**Data records**:
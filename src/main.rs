/// fpnav 命令行
///
/// - `collect <x> <y> <direction>`：在网格点采集原始 RSSI，追加到原始数据集
/// - `build`：原始数据集 → 参考地图
/// - `locate`：实时扫描并用 KNN / WKNN 定位，与输入的真实位置比较误差
/// - `sweep`：在一组 k 值上计算 KNN / WKNN 误差，输出 JSON 供绘图

use clap::{Parser, Subcommand};
use fpnav::algorithms::{
    DatabaseBuilder, ErrorEvaluator, Estimate, EstimateMethod, Fingerprint, GridCoord, GroundTruth,
    Matcher, PositionEstimator, ReferenceMap,
};
use fpnav::config::{Config, DEFAULT_CONFIG_PATH};
use fpnav::dataset;
use fpnav::scanner::{BleScanner, RssiScanner};
use fpnav::{FingerprintError, Result};
use std::io::{BufRead, Write};
use std::ops::RangeInclusive;
use std::path::{Path, PathBuf};
use tracing::{error, info, warn};

#[derive(Parser, Debug)]
#[command(name = "fpnav", about = "BLE RSSI 指纹室内定位")]
struct Cli {
    /// 配置文件路径
    #[arg(long, global = true, default_value = DEFAULT_CONFIG_PATH)]
    config: PathBuf,

    #[command(subcommand)]
    command: Command,
}

#[derive(Subcommand, Debug)]
enum Command {
    /// 在网格点 (x, y) 采集原始 RSSI
    #[command(allow_negative_numbers = true)]
    Collect {
        x: i32,
        y: i32,
        /// 朝向标签
        direction: String,
    },
    /// 由原始数据集生成参考地图
    Build,
    /// 实时定位
    Locate {
        /// 近邻数，默认取配置
        #[arg(short)]
        k: Option<usize>,
    },
    /// k 值扫描
    Sweep {
        #[arg(long)]
        k_min: Option<usize>,
        #[arg(long)]
        k_max: Option<usize>,
        /// 结果 JSON 输出路径
        #[arg(long)]
        output: Option<PathBuf>,
    },
}

fn main() {
    tracing_subscriber::fmt()
        .with_env_filter(
            tracing_subscriber::EnvFilter::try_from_default_env()
                .unwrap_or_else(|_| tracing_subscriber::EnvFilter::new("fpnav=info")),
        )
        .init();

    // 参数个数或类型错误时 clap 打印用法并以非零状态退出
    let cli = Cli::parse();

    if let Err(e) = run(cli) {
        error!("{}", e);
        eprintln!("✗ {}", e);
        std::process::exit(1);
    }
}

fn run(cli: Cli) -> Result<()> {
    let config = Config::load_or_default(&cli.config)?;
    config.validate()?;

    match cli.command {
        Command::Collect { x, y, direction } => collect(&config, GridCoord::new(x, y), &direction),
        Command::Build => build(&config),
        Command::Locate { k } => locate(&config, k.unwrap_or(config.estimation.k)),
        Command::Sweep {
            k_min,
            k_max,
            output,
        } => sweep(
            &config,
            k_min.unwrap_or(config.estimation.k_min),
            k_max.unwrap_or(config.estimation.k_max),
            output.as_deref(),
        ),
    }
}

fn collect(config: &Config, coord: GridCoord, direction: &str) -> Result<()> {
    let mut scanner = BleScanner::from_config(config)?;
    println!("扫描中，共 {} 秒...", scanner.total_duration().as_secs());

    let batch = scanner.scan_batch()?;
    let records = batch.to_raw_records(coord, direction);
    let path = Path::new(&config.files.raw_dataset);
    dataset::append_raw_records(path, &batch.transmitters, &records)?;

    println!("✓ RSSI 数据已保存到 '{}'", path.display());
    Ok(())
}

fn build(config: &Config) -> Result<()> {
    let (transmitters, records) = dataset::read_raw_dataset(Path::new(&config.files.raw_dataset))?;
    info!("读取 {} 条原始记录，{} 个信标", records.len(), transmitters.len());

    let map = DatabaseBuilder::build(&transmitters, &records)?;
    let path = Path::new(&config.files.reference_map);
    dataset::write_reference_map_file(path, &map)?;

    println!("✓ 平均 RSSI 数据已保存到 '{}'（{} 个参考点）", path.display(), map.len());
    Ok(())
}

/// 读取参考地图并扫描实时指纹，返回 (地图, 真实位置, 实时指纹)
fn prepare(config: &Config) -> Result<(ReferenceMap, GroundTruth, Fingerprint)> {
    let map = dataset::read_reference_map_file(Path::new(&config.files.reference_map))?;
    if map.is_empty() {
        return Err(FingerprintError::EmptyReferenceMap);
    }

    let truth = read_ground_truth()?;

    let mut scanner = BleScanner::new(
        map.transmitters().clone(),
        config.scan.passes,
        config.pass_duration(),
    );
    println!("定位中，共 {} 秒...", scanner.total_duration().as_secs());
    let live = scanner.scan_batch()?.live_fingerprint();
    info!("实时指纹: {} 个信标有数据", live.count());

    Ok((map, truth, live))
}

fn locate(config: &Config, k: usize) -> Result<()> {
    let (map, truth, live) = prepare(config)?;

    let matches = Matcher::nearest(&live, &map, k)?;
    println!("最近的 {} 个参考点:", matches.len());
    for m in &matches {
        println!("  {}  差值 {}  共同信标 {}", m.coord, m.distance, m.shared);
    }

    for (method, position) in [
        (EstimateMethod::Knn, PositionEstimator::knn(&matches)?),
        (EstimateMethod::Wknn, PositionEstimator::wknn(&matches)?),
    ] {
        let error = ErrorEvaluator::mean_error(&[position], &[truth])?;
        let estimate = Estimate::new(position, method, matches.len()).with_error(error);
        println!("{}", estimate.detailed_description());
    }

    Ok(())
}

fn sweep(config: &Config, k_min: usize, k_max: usize, output: Option<&Path>) -> Result<()> {
    let (map, truth, live) = prepare(config)?;

    let ks = clamp_k_range(k_min, k_max, map.len())?;
    let sweep = ErrorEvaluator::sweep(&live, &map, truth, ks)?;

    println!("{:<5} {:>12} {:>12}", "k", "KNN 误差", "WKNN 误差");
    for ((k, knn), wknn) in sweep.knn_series().into_iter().zip(&sweep.wknn_errors) {
        println!("{:<5} {:>12.3} {:>12.3}", k, knn, wknn);
    }
    if let (Some((kk, ek)), Some((kw, ew))) = (sweep.best_knn(), sweep.best_wknn()) {
        println!("最佳 k: KNN k={} ({:.3})，WKNN k={} ({:.3})", kk, ek, kw, ew);
    }

    let json = serde_json::to_string_pretty(&sweep)?;
    match output {
        Some(path) => {
            std::fs::write(path, json)?;
            println!("✓ 误差序列已保存到 '{}'", path.display());
        }
        None => println!("{}", json),
    }
    Ok(())
}

/// 把 k_max 截断到参考点数量；截断后 k_min 超过 k_max 时返回 `InvalidK`
fn clamp_k_range(k_min: usize, k_max: usize, available: usize) -> Result<RangeInclusive<usize>> {
    let k_max = if k_max > available {
        warn!("k_max={} 超过参考点数量 {}，已截断", k_max, available);
        available
    } else {
        k_max
    };

    if k_min > k_max {
        return Err(FingerprintError::InvalidK { k: k_min, available });
    }
    Ok(k_min..=k_max)
}

fn read_ground_truth() -> Result<GroundTruth> {
    let x = prompt_f64("请输入真实 x 坐标: ", "x")?;
    let y = prompt_f64("请输入真实 y 坐标: ", "y")?;
    Ok(GroundTruth::new(x, y))
}

fn prompt_f64(prompt: &str, field: &'static str) -> Result<f64> {
    print!("{}", prompt);
    std::io::stdout().flush()?;

    let mut line = String::new();
    std::io::stdin().lock().read_line(&mut line)?;
    line.trim()
        .parse::<f64>()
        .ok()
        .filter(|v| v.is_finite())
        .ok_or_else(|| FingerprintError::InvalidCoordinate {
            field,
            value: line.trim().to_string(),
        })
}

**Problem statement**:
In how many lines of the material does the string "个参考点" appear? Reply with the number only.

**Answer area**:
2